WINNER OF THE TELEGRAPH SPORTS BOOK AWARD FOR GENERAL OUTSTANDING SPORTS WRITING
A captivating account of the Nazi Olympics – told through the voices and stories of those who were there.
'Compelling, suspenseful and beautifully done' Anna Funder, author of STASILAND
For sixteen days in the summer of 1936, the world's attention turned to the German capital as it hosted the Olympic Games.
Seen through the eyes of a cast of characters – Nazi leaders and foreign diplomats, athletes and journalists, nightclub owners and jazz musicians – Berlin 1936 plunges us into the high tension of this unfolding scene.

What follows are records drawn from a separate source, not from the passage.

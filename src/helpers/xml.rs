//! XML reading utilities shared by the OOXML and OpenDocument readers.
//! Wraps the quick-xml pull parser and adds attribute and text helpers.

use crate::error::CfoError;
use quick_xml::escape::resolve_xml_entity;
use quick_xml::events::BytesRef;
use quick_xml::events::BytesStart;
use quick_xml::events::BytesText;
use quick_xml::events::Event;
use quick_xml::Reader;
use std::borrow::Cow;
use std::io::BufRead;
use std::str::FromStr;
use thiserror::Error;

/// Errors raised while interpreting XML content
#[derive(Error, Debug)]
pub enum XmlError {
    #[error("Unknown entity '&{0};'")]
    UnknownEntity(String),

    #[error("Attribute '{name}' has invalid value '{value}'")]
    InvalidAttribute { name: String, value: String },
}

/// Pull parser over a buffered source with a reusable event buffer
pub(crate) struct XmlEvents<R: BufRead> {
    reader: Reader<R>,
    buffer: Vec<u8>,
}

impl<R: BufRead> XmlEvents<R> {
    pub(crate) fn new(source: R) -> XmlEvents<R> {
        let mut reader = Reader::from_reader(source);
        let config = reader.config_mut();
        config.check_comments = false;
        config.check_end_names = false;
        config.expand_empty_elements = true;
        config.trim_text(false);

        XmlEvents {
            reader,
            buffer: Vec::with_capacity(1024),
        }
    }

    /// Next event, or `None` once the document ends
    pub(crate) fn next(&'_ mut self) -> Result<Option<Event<'_>>, CfoError> {
        self.buffer.clear();
        match self.reader.read_event_into(&mut self.buffer)? {
            Event::Eof => Ok(None),
            event => Ok(Some(event)),
        }
    }
}

/// Attribute lookup on start tags
pub(crate) trait AttributeLookup<'a> {
    /// Unescaped value of the attribute named `name`
    fn attribute(&'a self, name: &str) -> Result<Option<Cow<'a, str>>, CfoError>;

    /// Value of the attribute named `name` parsed as `T`
    fn parse_attribute<T: FromStr>(&'a self, name: &str) -> Result<Option<T>, CfoError>;
}

impl<'a> AttributeLookup<'a> for BytesStart<'a> {
    fn attribute(&'a self, name: &str) -> Result<Option<Cow<'a, str>>, CfoError> {
        match self.try_get_attribute(name)? {
            Some(attribute) => Ok(Some(attribute.unescape_value()?)),
            None => Ok(None),
        }
    }

    fn parse_attribute<T: FromStr>(&'a self, name: &str) -> Result<Option<T>, CfoError> {
        match self.attribute(name)? {
            Some(value) => value.trim().parse::<T>().map(Some).map_err(|_| {
                XmlError::InvalidAttribute {
                    name: name.to_owned(),
                    value: value.to_string(),
                }
                .into()
            }),
            None => Ok(None),
        }
    }
}

/// Accumulates character data from text and reference events
pub(crate) trait TextBuffer {
    fn push_text(&mut self, text: &BytesText) -> Result<(), CfoError>;

    /// Resolves `&amp;`-style entities and `&#NN;` character references
    fn push_reference(&mut self, reference: &BytesRef) -> Result<(), CfoError>;
}

impl TextBuffer for String {
    fn push_text(&mut self, text: &BytesText) -> Result<(), CfoError> {
        self.push_str(&text.xml_content()?);
        Ok(())
    }

    fn push_reference(&mut self, reference: &BytesRef) -> Result<(), CfoError> {
        let raw = reference.xml_content()?;
        if let Some(number) = raw.strip_prefix('#') {
            let code = match number.strip_prefix('x') {
                Some(hex) => u32::from_str_radix(hex, 16)?,
                None => number.parse::<u32>()?,
            };
            if let Some(character) = char::from_u32(code) {
                self.push(character);
            }
        } else if let Some(entity) = resolve_xml_entity(&raw) {
            self.push_str(entity);
        } else {
            Err(XmlError::UnknownEntity(raw.to_string()))?;
        }
        Ok(())
    }
}

/// Drives an [`XmlEvents`] reader to the end of the document, dispatching each
/// event to the given match arms; unmatched events are ignored.
#[macro_export]
macro_rules! on_xml_events {
    ($events:expr => { $($arms:tt)* }) => {
        while let Some(event) = $events.next()? {
            match event {
                Event::Eof => break,
                $($arms)*
                _ => (),
            }
        }
    };
}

Alongside the drama in the Olympic Stadium – from the triumph of Jesse Owens to the scandal when an American tourist breaks through the security and manages to kiss Hitler – Oliver Hilmes takes us behind the scenes and into the lives of ordinary Berliners: the woman with a dark secret who steps in front of a train, the transsexual waiting for the Gestapo's knock on the door, and the Jewish boy hoping that Germany may lose in the sporting arena.
During the sporting events the dictatorship was partially put on hold; here then, is a last glimpse of the vibrant and diverse life in Berlin in the 1920s and 30s that the Nazis aimed to destroy.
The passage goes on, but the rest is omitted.